◆ Assignment:
Go line by line through the data and copy those with the word "entity".

◆ Extracted material:
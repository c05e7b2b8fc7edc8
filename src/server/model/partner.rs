use chrono::{DateTime, Utc};
use entity::sea_orm_active_enums::{InquiryStatus, PartnerType};

use crate::{
    model::partner::{
        CreatePartnerInquiryDto, InquiryStatusDto, PartnerInquiryDto, PartnerTypeDto,
        UpdateInquiryStatusDto,
    },
    server::{
        error::validation::ValidationError,
        util::validate::{non_blank, normalize_email, Validate, Validator},
    },
};

enum_conversion!(PartnerType <=> PartnerTypeDto {
    Restaurant,
    Cooperative,
    Retailer,
    Nonprofit,
    Other
});
enum_conversion!(InquiryStatus <=> InquiryStatusDto { New, Contacted, Qualified, Closed });

#[derive(Debug, Clone, PartialEq, Eq)]
pub struct PartnerInquiry {
    pub id: i32,
    pub organization: String,
    pub contact_name: String,
    pub email: String,
    pub phone: Option<String>,
    pub partner_type: PartnerType,
    pub message: String,
    pub status: InquiryStatus,
    pub created_at: DateTime<Utc>,
    pub updated_at: DateTime<Utc>,
}

impl PartnerInquiry {
    pub fn from_entity(entity: entity::partner_inquiry::Model) -> Self {
        Self {
            id: entity.id,
            organization: entity.organization,
            contact_name: entity.contact_name,
            email: entity.email,
            phone: entity.phone,
            partner_type: entity.partner_type,
            message: entity.message,
            status: entity.status,
            created_at: entity.created_at,
            updated_at: entity.updated_at,
        }
    }

    pub fn into_dto(self) -> PartnerInquiryDto {
        PartnerInquiryDto {
            id: self.id,
            organization: self.organization,
            contact_name: self.contact_name,
            email: self.email,
            phone: self.phone,
            partner_type: self.partner_type.into(),
            message: self.message,
            status: self.status.into(),
            created_at: self.created_at,
            updated_at: self.updated_at,
        }
    }
}

#[derive(Debug, Clone)]
pub struct CreatePartnerInquiryParams {
    pub organization: String,
    pub contact_name: String,
    pub email: String,
    pub phone: Option<String>,
    pub partner_type: PartnerType,
    pub message: String,
}

impl CreatePartnerInquiryParams {
    pub fn from_dto(dto: CreatePartnerInquiryDto) -> Self {
        Self {
            organization: dto.organization.trim().to_string(),
            contact_name: dto.contact_name.trim().to_string(),
            email: normalize_email(&dto.email),
            phone: non_blank(dto.phone),
            partner_type: dto.partner_type.into(),
            message: dto.message.trim().to_string(),
        }
    }
}

impl Validate for CreatePartnerInquiryDto {
    fn validate(&self) -> Result<(), ValidationError> {
        Validator::new()
            .required("organization", &self.organization, 200)
            .required("contact_name", &self.contact_name, 100)
            .email("email", &self.email)
            .phone("phone", self.phone.as_deref())
            .required("message", &self.message, 5000)
            .finish()
    }
}

impl Validate for UpdateInquiryStatusDto {
    fn validate(&self) -> Result<(), ValidationError> {
        Ok(())
    }
}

◆ The answer:
use entity::sea_orm_active_enums::{InquiryStatus, PartnerType};
    pub fn from_entity(entity: entity::partner_inquiry::Model) -> Self {
            id: entity.id,
            organization: entity.organization,
            contact_name: entity.contact_name,
            email: entity.email,
            phone: entity.phone,
            partner_type: entity.partner_type,
            message: entity.message,
            status: entity.status,
            created_at: entity.created_at,
            updated_at: entity.updated_at,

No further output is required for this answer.